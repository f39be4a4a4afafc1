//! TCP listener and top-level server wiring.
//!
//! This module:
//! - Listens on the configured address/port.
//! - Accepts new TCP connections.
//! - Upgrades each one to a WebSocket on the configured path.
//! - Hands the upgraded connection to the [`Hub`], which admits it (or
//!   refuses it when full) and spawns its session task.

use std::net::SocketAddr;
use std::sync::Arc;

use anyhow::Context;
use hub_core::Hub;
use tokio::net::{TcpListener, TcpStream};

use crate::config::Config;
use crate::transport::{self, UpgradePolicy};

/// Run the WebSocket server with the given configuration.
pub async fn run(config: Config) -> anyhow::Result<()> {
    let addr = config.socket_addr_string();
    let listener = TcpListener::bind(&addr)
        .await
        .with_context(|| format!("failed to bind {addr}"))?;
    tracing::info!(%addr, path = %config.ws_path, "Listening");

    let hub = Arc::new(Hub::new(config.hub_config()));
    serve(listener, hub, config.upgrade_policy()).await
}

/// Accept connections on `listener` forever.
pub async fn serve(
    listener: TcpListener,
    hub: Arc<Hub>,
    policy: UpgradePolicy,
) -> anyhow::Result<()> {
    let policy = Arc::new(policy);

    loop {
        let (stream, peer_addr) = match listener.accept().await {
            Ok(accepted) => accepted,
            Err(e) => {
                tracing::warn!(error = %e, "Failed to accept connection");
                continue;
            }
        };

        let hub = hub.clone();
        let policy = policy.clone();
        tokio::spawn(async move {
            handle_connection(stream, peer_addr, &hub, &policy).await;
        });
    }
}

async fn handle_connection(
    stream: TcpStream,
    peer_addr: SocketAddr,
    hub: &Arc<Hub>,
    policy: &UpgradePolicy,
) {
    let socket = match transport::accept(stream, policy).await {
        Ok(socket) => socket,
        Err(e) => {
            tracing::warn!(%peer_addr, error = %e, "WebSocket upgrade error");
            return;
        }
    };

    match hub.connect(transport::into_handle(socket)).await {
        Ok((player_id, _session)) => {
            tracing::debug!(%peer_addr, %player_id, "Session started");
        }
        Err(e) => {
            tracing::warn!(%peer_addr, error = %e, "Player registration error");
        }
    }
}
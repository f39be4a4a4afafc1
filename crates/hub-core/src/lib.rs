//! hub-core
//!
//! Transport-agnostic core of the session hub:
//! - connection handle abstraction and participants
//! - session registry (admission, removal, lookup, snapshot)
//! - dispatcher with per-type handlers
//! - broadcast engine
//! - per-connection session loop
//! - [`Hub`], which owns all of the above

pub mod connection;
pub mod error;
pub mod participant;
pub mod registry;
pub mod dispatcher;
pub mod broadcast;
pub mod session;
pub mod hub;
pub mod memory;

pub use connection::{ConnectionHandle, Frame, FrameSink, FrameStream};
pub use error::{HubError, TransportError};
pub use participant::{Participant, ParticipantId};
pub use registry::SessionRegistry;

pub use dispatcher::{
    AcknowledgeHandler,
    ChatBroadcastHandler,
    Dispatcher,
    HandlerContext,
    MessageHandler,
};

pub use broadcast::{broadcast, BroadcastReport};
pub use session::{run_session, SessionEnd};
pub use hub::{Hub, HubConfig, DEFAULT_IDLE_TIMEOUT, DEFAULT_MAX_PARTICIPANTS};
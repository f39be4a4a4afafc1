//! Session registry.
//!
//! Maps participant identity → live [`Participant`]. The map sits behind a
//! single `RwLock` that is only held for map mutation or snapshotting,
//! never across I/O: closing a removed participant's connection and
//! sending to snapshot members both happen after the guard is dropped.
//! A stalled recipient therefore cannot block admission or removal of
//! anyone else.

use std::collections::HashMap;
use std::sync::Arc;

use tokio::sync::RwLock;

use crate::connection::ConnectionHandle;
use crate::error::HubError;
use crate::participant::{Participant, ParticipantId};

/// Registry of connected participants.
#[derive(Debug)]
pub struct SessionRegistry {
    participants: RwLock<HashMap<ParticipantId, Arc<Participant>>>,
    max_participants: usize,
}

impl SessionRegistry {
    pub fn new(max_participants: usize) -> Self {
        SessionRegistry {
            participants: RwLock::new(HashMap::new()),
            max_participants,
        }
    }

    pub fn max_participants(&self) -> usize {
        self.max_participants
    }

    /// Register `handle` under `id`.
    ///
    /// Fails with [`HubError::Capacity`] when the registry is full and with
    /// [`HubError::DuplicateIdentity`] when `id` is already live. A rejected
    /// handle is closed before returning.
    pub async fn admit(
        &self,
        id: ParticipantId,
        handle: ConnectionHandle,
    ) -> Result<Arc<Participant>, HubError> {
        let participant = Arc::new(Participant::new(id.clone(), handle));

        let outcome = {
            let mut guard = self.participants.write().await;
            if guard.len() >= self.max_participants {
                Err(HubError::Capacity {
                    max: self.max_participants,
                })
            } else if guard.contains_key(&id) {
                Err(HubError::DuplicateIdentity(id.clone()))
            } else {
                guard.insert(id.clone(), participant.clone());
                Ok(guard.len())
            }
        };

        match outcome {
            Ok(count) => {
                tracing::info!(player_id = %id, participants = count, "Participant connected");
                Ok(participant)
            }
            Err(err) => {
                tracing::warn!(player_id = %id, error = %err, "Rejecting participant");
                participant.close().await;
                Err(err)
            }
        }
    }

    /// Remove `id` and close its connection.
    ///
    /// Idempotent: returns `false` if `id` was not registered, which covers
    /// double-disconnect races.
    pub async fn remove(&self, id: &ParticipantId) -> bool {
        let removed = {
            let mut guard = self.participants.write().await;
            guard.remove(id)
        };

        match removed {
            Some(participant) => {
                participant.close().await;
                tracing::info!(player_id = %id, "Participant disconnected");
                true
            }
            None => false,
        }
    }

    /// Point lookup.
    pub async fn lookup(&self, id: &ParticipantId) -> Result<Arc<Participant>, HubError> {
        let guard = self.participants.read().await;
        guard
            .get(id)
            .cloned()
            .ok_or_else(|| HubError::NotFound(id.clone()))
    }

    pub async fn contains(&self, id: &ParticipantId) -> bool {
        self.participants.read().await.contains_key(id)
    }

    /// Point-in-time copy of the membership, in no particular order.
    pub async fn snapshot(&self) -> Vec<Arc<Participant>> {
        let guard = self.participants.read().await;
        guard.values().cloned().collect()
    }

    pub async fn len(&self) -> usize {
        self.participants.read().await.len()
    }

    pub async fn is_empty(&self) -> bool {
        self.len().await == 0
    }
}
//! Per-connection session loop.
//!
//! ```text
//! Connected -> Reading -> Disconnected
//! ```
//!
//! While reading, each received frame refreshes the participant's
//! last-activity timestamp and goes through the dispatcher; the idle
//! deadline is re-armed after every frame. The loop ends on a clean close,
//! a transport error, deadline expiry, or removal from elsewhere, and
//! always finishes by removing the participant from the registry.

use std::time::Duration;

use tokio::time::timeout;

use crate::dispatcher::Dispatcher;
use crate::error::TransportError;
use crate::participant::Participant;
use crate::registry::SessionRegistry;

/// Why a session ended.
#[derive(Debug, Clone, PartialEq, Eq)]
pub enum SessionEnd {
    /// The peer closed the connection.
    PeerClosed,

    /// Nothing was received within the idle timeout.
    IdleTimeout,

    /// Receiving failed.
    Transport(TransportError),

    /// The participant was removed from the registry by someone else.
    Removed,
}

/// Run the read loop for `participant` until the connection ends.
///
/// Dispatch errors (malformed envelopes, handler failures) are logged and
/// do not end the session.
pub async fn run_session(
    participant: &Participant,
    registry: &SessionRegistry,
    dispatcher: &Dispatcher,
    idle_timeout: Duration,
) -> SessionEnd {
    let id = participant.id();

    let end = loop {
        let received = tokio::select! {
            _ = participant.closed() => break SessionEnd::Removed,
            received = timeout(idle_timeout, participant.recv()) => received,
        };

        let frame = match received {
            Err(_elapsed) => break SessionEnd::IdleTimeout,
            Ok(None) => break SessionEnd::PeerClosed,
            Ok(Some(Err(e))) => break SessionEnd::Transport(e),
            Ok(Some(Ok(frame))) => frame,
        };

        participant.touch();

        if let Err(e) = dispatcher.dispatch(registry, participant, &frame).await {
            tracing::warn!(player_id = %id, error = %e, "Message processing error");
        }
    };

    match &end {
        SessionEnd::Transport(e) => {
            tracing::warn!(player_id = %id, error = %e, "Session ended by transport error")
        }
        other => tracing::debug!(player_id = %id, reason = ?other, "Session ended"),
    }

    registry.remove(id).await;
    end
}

---

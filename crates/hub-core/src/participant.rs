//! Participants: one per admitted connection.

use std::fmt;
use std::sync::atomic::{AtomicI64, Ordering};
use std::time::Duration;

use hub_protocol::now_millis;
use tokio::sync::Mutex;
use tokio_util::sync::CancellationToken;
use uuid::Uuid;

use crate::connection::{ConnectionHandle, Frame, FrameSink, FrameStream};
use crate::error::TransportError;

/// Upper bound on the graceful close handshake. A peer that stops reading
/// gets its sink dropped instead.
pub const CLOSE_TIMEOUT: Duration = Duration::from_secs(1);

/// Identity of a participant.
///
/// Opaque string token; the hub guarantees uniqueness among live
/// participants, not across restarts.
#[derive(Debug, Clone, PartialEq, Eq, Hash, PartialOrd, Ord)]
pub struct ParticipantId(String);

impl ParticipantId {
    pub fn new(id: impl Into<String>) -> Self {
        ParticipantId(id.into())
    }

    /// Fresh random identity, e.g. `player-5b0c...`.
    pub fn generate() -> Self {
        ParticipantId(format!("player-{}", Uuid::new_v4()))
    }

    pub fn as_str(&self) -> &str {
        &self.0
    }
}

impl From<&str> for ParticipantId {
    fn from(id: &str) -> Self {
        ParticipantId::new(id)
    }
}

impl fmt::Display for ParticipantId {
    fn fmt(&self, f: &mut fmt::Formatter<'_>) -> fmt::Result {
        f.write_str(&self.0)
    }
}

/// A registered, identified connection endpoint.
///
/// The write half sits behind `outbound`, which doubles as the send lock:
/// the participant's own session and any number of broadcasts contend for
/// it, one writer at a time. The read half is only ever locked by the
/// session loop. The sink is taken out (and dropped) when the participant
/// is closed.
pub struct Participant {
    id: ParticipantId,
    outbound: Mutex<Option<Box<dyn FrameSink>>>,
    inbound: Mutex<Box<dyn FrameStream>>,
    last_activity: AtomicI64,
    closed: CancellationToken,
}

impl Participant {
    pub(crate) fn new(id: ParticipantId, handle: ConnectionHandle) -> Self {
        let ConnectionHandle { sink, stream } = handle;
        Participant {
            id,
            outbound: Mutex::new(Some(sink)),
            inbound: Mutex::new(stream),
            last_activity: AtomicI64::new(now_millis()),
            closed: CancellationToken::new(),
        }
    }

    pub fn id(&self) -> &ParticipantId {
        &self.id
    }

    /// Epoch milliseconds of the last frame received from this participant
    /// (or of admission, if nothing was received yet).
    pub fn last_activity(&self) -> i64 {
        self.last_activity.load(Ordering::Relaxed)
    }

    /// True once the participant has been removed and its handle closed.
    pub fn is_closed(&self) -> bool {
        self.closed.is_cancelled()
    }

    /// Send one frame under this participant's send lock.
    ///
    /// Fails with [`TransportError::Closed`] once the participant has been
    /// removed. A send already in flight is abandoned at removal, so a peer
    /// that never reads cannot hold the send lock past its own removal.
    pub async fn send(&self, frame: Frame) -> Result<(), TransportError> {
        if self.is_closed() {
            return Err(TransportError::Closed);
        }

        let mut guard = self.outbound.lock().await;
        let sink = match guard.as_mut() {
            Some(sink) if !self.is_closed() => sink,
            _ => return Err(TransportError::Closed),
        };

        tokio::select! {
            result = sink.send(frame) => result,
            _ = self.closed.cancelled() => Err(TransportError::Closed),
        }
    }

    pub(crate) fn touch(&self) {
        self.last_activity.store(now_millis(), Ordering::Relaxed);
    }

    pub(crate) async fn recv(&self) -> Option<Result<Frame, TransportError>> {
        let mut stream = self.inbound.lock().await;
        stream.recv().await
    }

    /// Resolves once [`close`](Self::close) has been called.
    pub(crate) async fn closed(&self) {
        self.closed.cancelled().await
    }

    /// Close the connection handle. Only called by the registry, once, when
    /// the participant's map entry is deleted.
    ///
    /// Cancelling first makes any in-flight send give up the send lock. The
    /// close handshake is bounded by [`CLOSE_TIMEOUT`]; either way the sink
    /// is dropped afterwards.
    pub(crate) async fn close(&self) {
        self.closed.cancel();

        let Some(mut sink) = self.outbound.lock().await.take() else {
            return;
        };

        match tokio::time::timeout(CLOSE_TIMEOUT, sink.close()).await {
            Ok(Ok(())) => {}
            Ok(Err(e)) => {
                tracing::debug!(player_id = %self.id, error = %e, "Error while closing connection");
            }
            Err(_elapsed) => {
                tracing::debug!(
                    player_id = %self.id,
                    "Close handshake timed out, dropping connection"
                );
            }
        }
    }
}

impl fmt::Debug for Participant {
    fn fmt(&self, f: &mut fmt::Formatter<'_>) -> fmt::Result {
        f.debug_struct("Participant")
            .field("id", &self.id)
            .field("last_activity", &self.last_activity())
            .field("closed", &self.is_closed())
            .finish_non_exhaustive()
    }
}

---

Exercise brief: Repeat, character for character, the lines of the material above from the line with "use tokio_util::sync::CancellationToken;" through the line with "pub const CLOSE_TIMEOUT: Duration".

Response area:
use tokio_util::sync::CancellationToken;
use uuid::Uuid;

use crate::connection::{ConnectionHandle, Frame, FrameSink, FrameStream};
use crate::error::TransportError;

/// Upper bound on the graceful close handshake. A peer that stops reading
/// gets its sink dropped instead.
pub const CLOSE_TIMEOUT: Duration = Duration::from_secs(1);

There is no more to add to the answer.